A retrospective cohort study published in the European Society of Clinical Microbiology and Infectious Diseases found cefepime-induced neurotoxicity to occur in 100% of patients who had cefepime trough concentrations above 38.1 mg/L with the highest proportion of cases occurring in patients who had an effective glomerular filtration rate less than 30 mL/min [5]. We did not obtain an actual cefepime trough level in our case. However, having the knowledge that our patient received 6 grams of cefepime over 36 h with a baseline GFR of 24mL/min, it was fair to assume that her symptoms were caused by cefepime 

The diagnostic criteria for cefepime-induced neurotoxicity are as follows: neurological symptoms occurring several days after cefepime initiation, electroencephalogram (EEG) findings consistent with a generalized periodic discharge with a triphasic appearance, symptoms and abnormal EEG findings that resolve several days of discontinuing cefepime, no other underlying cause of metabolic or toxic encephalopathy that is likely to be the cause of the patient's symptoms, and lastly, abnormally high concentrations of cefepime [7]. Frequent monitoring of EEG, the patient's renal function, and plasma cefepime levels are recommended in patients at high risk for cefepime-induced neurotoxicity [7]. The only definitive treatment is the discontinuation of cefepime, which results in a 90% recovery rate in one to three days as seen in the case above. In emergency situations, hemodialysis can also be initiated to rapidly remove cefepime from the cerebrospinal fluid (CSF) and plasma, as a single 3-h session can remove up to 70% of a given dose [7]. Interestingly, in patients who had received anti-convulsive therapy, there was no improvement in mental status, however, there was evidence of a temporary slowing in the generalized periodic discharge on the EEG [7]. This further suggests that there is no beneficial role in adding anticonvulsive therapy [7].
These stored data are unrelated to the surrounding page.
//! Command-line front end for the contact note store.
//!
//! # Responsibility
//! - Parse flags into an explicit `StoreConfig` and logging setup.
//! - Drive `EntryService` and print its feedback messages.

use anyhow::{Context, Result};
use clap::{Args, Parser, Subcommand};
use noteapp_core::{
    default_log_level, init_logging, EntryDraft, EntryService, SqliteEntryRepository,
    StoreConfig, SubmitOutcome,
};
use std::path::{Path, PathBuf};
use std::process::ExitCode;

#[derive(Parser)]
#[clap(author, version, about = "Store and manage contact notes", long_about = None)]
#[clap(propagate_version = true)]
struct Cli {
    /// Directory holding `entries.db`
    #[clap(long, default_value = "data")]
    data_dir: PathBuf,

    /// Write rolling log files to this directory
    #[clap(long)]
    log_dir: Option<PathBuf>,

    /// Log level: trace, debug, info, warn or error
    #[clap(long, requires = "log_dir")]
    log_level: Option<String>,

    #[clap(subcommand)]
    command: Commands,
}

#[derive(Args, Debug)]
struct EntryFields {
    /// Contact name, at most 100 characters
    #[clap(short, long, default_value = "")]
    name: String,

    /// Contact email address
    #[clap(short, long, default_value = "")]
    email: String,

    /// Free-text notes, at most 1000 characters
    #[clap(long, default_value = "")]
    notes: String,
}

impl EntryFields {
    fn draft(&self) -> EntryDraft {
        EntryDraft::new(self.name.as_str(), self.email.as_str(), self.notes.as_str())
    }
}

#[derive(Subcommand)]
enum Commands {
    /// Create the storage directory and table if missing
    Init,

    /// Add a new entry
    Add {
        #[clap(flatten)]
        fields: EntryFields,
    },

    /// List entries, newest first
    List {
        /// Print entries as JSON
        #[clap(long)]
        json: bool,
    },

    /// Replace name, email and notes of an entry
    Update {
        id: i64,

        #[clap(flatten)]
        fields: EntryFields,
    },

    /// Delete an entry
    Delete { id: i64 },
}

fn main() -> Result<ExitCode> {
    let cli = Cli::parse();

    if let Some(log_dir) = cli.log_dir.as_deref() {
        let level = cli.log_level.as_deref().unwrap_or(default_log_level());
        init_logging(level, absolute(log_dir)?).context("failed to initialize logging")?;
    }

    let repo = SqliteEntryRepository::new(StoreConfig::in_dir(&cli.data_dir));
    let service = EntryService::new(repo);
    service
        .initialize()
        .with_context(|| format!("failed to initialize storage in {}", cli.data_dir.display()))?;

    let success = match cli.command {
        Commands::Init => {
            println!("storage ready: {}", cli.data_dir.display());
            true
        }
        Commands::Add { fields } => {
            let outcome = service.submit(&fields.draft())?;
            print_lines(&outcome.messages());
            if let SubmitOutcome::Saved(id) = outcome {
                println!("id={id}");
            }
            outcome.is_success()
        }
        Commands::List { json } => {
            let entries = service.entries()?;
            if json {
                println!("{}", serde_json::to_string_pretty(&entries)?);
            } else if entries.is_empty() {
                println!("no entries");
            } else {
                for entry in &entries {
                    println!(
                        "#{} [{}] {} <{}>\n    {}",
                        entry.id, entry.created_at, entry.name, entry.email, entry.notes
                    );
                }
            }
            true
        }
        Commands::Update { id, fields } => {
            let outcome = service.revise(id, &fields.draft())?;
            print_lines(&outcome.messages());
            outcome.is_success()
        }
        Commands::Delete { id } => {
            let outcome = service.remove(id)?;
            println!("{}", outcome.message());
            outcome.is_success()
        }
    };

    Ok(if success {
        ExitCode::SUCCESS
    } else {
        ExitCode::FAILURE
    })
}

fn print_lines(lines: &[String]) {
    for line in lines {
        println!("{line}");
    }
}

fn absolute(path: &Path) -> Result<PathBuf> {
    if path.is_absolute() {
        return Ok(path.to_path_buf());
    }
    let cwd = std::env::current_dir().context("failed to resolve current directory")?;
    Ok(cwd.join(path))
}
The approach to this case was rather unique due to the occurrence of unforeseen events. The initial plan after establishing the diagnosis of cefepime-induced neurotoxicity was to initiate hemodialysis. However, after the placement of the hemodialysis (HD) catheter, the patient had continuous large volume blood loss from the catheter site requiring blood transfusion. It was at that point that the patient’s spouse requested no additional invasive procedures. Our treatment focus then switched to fluid administration with daily diuresis with furosemide. Over the course of 72 h, the patient progressively improved with stepwise resolution of her symptoms including resolution of mentation, respiratory function, and neural control of micturition.

Conclusions

Cefepime-induced neurotoxicity is an under-recognized event that can present with a myriad of neurological findings ranging from myoclonus to seizures to comatose state. It is crucial for clinicians to be able to identify patients on cefepime therapy who subsequently develop new-onset neurological symptoms especially if they have underlying chronic kidney disease as early recognition can prevent unnecessary testing and therapy, and management can be as simple as prompt discontinuation of cefepime, which has a favorable outcome in this process.